A SEGUNDA EPÍSTOLA DO APÓSTOLO PAULO A TIMÓTEO
INTRODUÇÃO
(KRETZMANN)
Depois que Paulo escrevera sua primeira carta a Timóteo, ele continuou suas tarefas na Macedônia e no Oriente, ainda que é provável, com base de certas tradições históricas, que também visitou a Espanha. Mas por causa de algum motivo que não conhecemos, seu ministério foi repentinamente interrompido pela sua prisão e subseqüente transferência para Roma. Durante este último aprisionamento a situação do apóstolo foi completamente diferente da de sua estada anterior em Roma. Esteve em algemas, cap. 1. 8, 16.
Contrariamente de antes, ele não teve mais a expectativa de ser solto. É verdade que, momentaneamente, escapou dum grande perigo, cap. 4. 17. Mas ele está fortemente convicto que o tempo de sua partida está próximo, cap. 4. 6. Por isso, sua última carta está marcada por um caráter singular, assim que pode foi chamada, e não sem razão, o testamento do apóstolo moribundo ao seu filho espiritual e a toda a comunidade. A epístola foi escrita não muito depois de seu aprisionamento e em vista da morte que com certeza se aproximava, talvez em 66 ou 67, sendo que a tradição cita este último ano.

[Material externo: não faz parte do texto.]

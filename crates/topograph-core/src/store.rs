//! State container for the snapshot, overlay inputs and cached positions
//!
//! All mutation goes through the setters below. Each one is idempotent:
//! writing the current value changes nothing and notifies nobody. Graph
//! replacement is the exception, since every completed query is a new
//! snapshot even when its content repeats.

use std::collections::{BTreeSet, HashSet};

use chrono::{DateTime, Utc};
use tokio::sync::broadcast;

use crate::model::{GraphEdge, GraphNode, Snapshot};
use crate::overlay::{FilterMode, OverlayState};
use crate::positions::PositionCache;

/// Notification buffer per subscriber.
pub const EVENT_CAPACITY: usize = 256;

/// What changed in the store.
#[derive(Debug, Clone, PartialEq, Eq)]
pub enum StoreEvent {
    GraphReplaced { generation: u64 },
    SelectionChanged,
    HoverChanged,
    HighlightChanged,
    SearchChanged,
    FilterChanged,
    PositionsChanged,
    Reset,
}

#[derive(Debug)]
pub struct GraphStore {
    snapshot: Snapshot,
    overlay: OverlayState,
    positions: PositionCache,
    generation: u64,
    refreshed_at: Option<DateTime<Utc>>,
    events: broadcast::Sender<StoreEvent>,
}

impl Default for GraphStore {
    fn default() -> Self {
        Self::new()
    }
}

impl GraphStore {
    pub fn new() -> Self {
        let (events, _) = broadcast::channel(EVENT_CAPACITY);
        GraphStore {
            snapshot: Snapshot::default(),
            overlay: OverlayState::default(),
            positions: PositionCache::new(),
            generation: 0,
            refreshed_at: None,
            events,
        }
    }

    /// Start from previously persisted positions.
    pub fn with_positions(positions: PositionCache) -> Self {
        GraphStore {
            positions,
            ..Self::new()
        }
    }

    pub fn subscribe(&self) -> broadcast::Receiver<StoreEvent> {
        self.events.subscribe()
    }

    pub fn snapshot(&self) -> &Snapshot {
        &self.snapshot
    }

    pub fn overlay(&self) -> &OverlayState {
        &self.overlay
    }

    pub fn positions(&self) -> &PositionCache {
        &self.positions
    }

    /// Number of snapshots delivered so far.
    pub fn generation(&self) -> u64 {
        self.generation
    }

    pub fn refreshed_at(&self) -> Option<DateTime<Utc>> {
        self.refreshed_at
    }

    fn emit(&self, event: StoreEvent) {
        tracing::trace!(?event, "Store event");
        // No subscribers is fine; the store is usable on its own.
        let _ = self.events.send(event);
    }

    /// Replace the authoritative graph.
    pub fn set_graph(&mut self, nodes: Vec<GraphNode>, edges: Vec<GraphEdge>) {
        self.replace_snapshot(Snapshot::new(nodes, edges));
    }

    pub fn replace_snapshot(&mut self, snapshot: Snapshot) {
        self.snapshot = snapshot;
        self.generation += 1;
        self.refreshed_at = Some(Utc::now());
        tracing::debug!(
            generation = self.generation,
            nodes = self.snapshot.nodes.len(),
            edges = self.snapshot.edges.len(),
            "Graph replaced"
        );
        self.emit(StoreEvent::GraphReplaced {
            generation: self.generation,
        });
    }

    pub fn select_node(&mut self, id: Option<String>) -> bool {
        if self.overlay.selected == id {
            return false;
        }
        self.overlay.selected = id;
        self.emit(StoreEvent::SelectionChanged);
        true
    }

    pub fn hover_node(&mut self, id: Option<String>) -> bool {
        if self.overlay.hovered == id {
            return false;
        }
        self.overlay.hovered = id;
        self.emit(StoreEvent::HoverChanged);
        true
    }

    pub fn set_highlighted_nodes(&mut self, ids: impl IntoIterator<Item = String>) -> bool {
        let ids: HashSet<String> = ids.into_iter().collect();
        if self.overlay.highlighted == ids {
            return false;
        }
        self.overlay.highlighted = ids;
        self.emit(StoreEvent::HighlightChanged);
        true
    }

    pub fn set_search_query(&mut self, query: impl Into<String>) -> bool {
        let query = query.into();
        if self.overlay.search_query == query {
            return false;
        }
        self.overlay.search_query = query;
        self.emit(StoreEvent::SearchChanged);
        true
    }

    /// Flip one node type between shown and hidden.
    pub fn toggle_node_type(&mut self, kind: &str) {
        let hidden = &mut self.overlay.hidden_node_types;
        if !hidden.remove(kind) {
            hidden.insert(kind.to_string());
        }
        self.emit(StoreEvent::FilterChanged);
    }

    /// Flip one edge type between shown and hidden.
    pub fn toggle_edge_type(&mut self, kind: &str) {
        let hidden = &mut self.overlay.hidden_edge_types;
        if !hidden.remove(kind) {
            hidden.insert(kind.to_string());
        }
        self.emit(StoreEvent::FilterChanged);
    }

    pub fn set_hidden_node_types(&mut self, kinds: impl IntoIterator<Item = String>) -> bool {
        let kinds: BTreeSet<String> = kinds.into_iter().collect();
        if self.overlay.hidden_node_types == kinds {
            return false;
        }
        self.overlay.hidden_node_types = kinds;
        self.emit(StoreEvent::FilterChanged);
        true
    }

    pub fn set_hidden_edge_types(&mut self, kinds: impl IntoIterator<Item = String>) -> bool {
        let kinds: BTreeSet<String> = kinds.into_iter().collect();
        if self.overlay.hidden_edge_types == kinds {
            return false;
        }
        self.overlay.hidden_edge_types = kinds;
        self.emit(StoreEvent::FilterChanged);
        true
    }

    pub fn set_filter_mode(&mut self, mode: FilterMode) -> bool {
        if self.overlay.filter_mode == mode {
            return false;
        }
        self.overlay.filter_mode = mode;
        self.emit(StoreEvent::FilterChanged);
        true
    }

    pub fn set_node_positions(&mut self, positions: PositionCache) -> bool {
        if self.positions == positions {
            return false;
        }
        self.positions = positions;
        self.emit(StoreEvent::PositionsChanged);
        true
    }

    /// Forget every cached coordinate. The next population lays out afresh.
    pub fn clear_node_positions(&mut self) -> bool {
        if self.positions.is_empty() {
            return false;
        }
        self.positions.clear();
        self.emit(StoreEvent::PositionsChanged);
        true
    }

    /// Back to the initial state: no graph, default overlay, no positions.
    pub fn reset(&mut self) {
        self.snapshot = Snapshot::default();
        self.overlay = OverlayState::default();
        self.positions.clear();
        self.refreshed_at = None;
        self.generation += 1;
        tracing::debug!("Store reset");
        self.emit(StoreEvent::Reset);
    }
}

O tom familiar que está evidente na primeira carta é expresso aqui com força ainda maior. A epístola é uma conversa confidencial do apóstolo com o homem ao qual, desde o tempo de sua conversão, concedera o amor dum pai. Depois do endereçamento e da saudação há uma admoestação para continuar, por meio do poder de Deus, na corajosa confissão do evangelho. A seguir o apóstolo fala detalhadamente sobre a correta administração do ofício ministerial, dando referência a várias condições difíceis, enfatizando sempre a fidelidade como virtude essencial dum pastor. Em conclusão dá algumas informações sobre acontecimentos pessoas e um breve relato de sua primeira audição em juízo. Ele conclui com saudações e com sua bênção apostólica, cujo significado está até hoje em vigor.
Capítulo 1
Endereço E Saudação. 2. Tm. 1. 1, 2.
V. 1) Paulo, apóstolo de Cristo Jesus, pela vontade de Deus, de conformidade com a promessa da vida que está em Cristo Jesus, 2) ao amado filho Timóteo: Graça, misericórdia e paz da parte de Deus Pai e de Cristo Jesus nosso Senhor. É um endereço solene com que Paulo começa sua carta: Paulo, um apóstolo de Cristo Jesus pela vontade de Deus, para a proclamação da vida que está em Cristo Jesus, a Timóteo, meu filho amado.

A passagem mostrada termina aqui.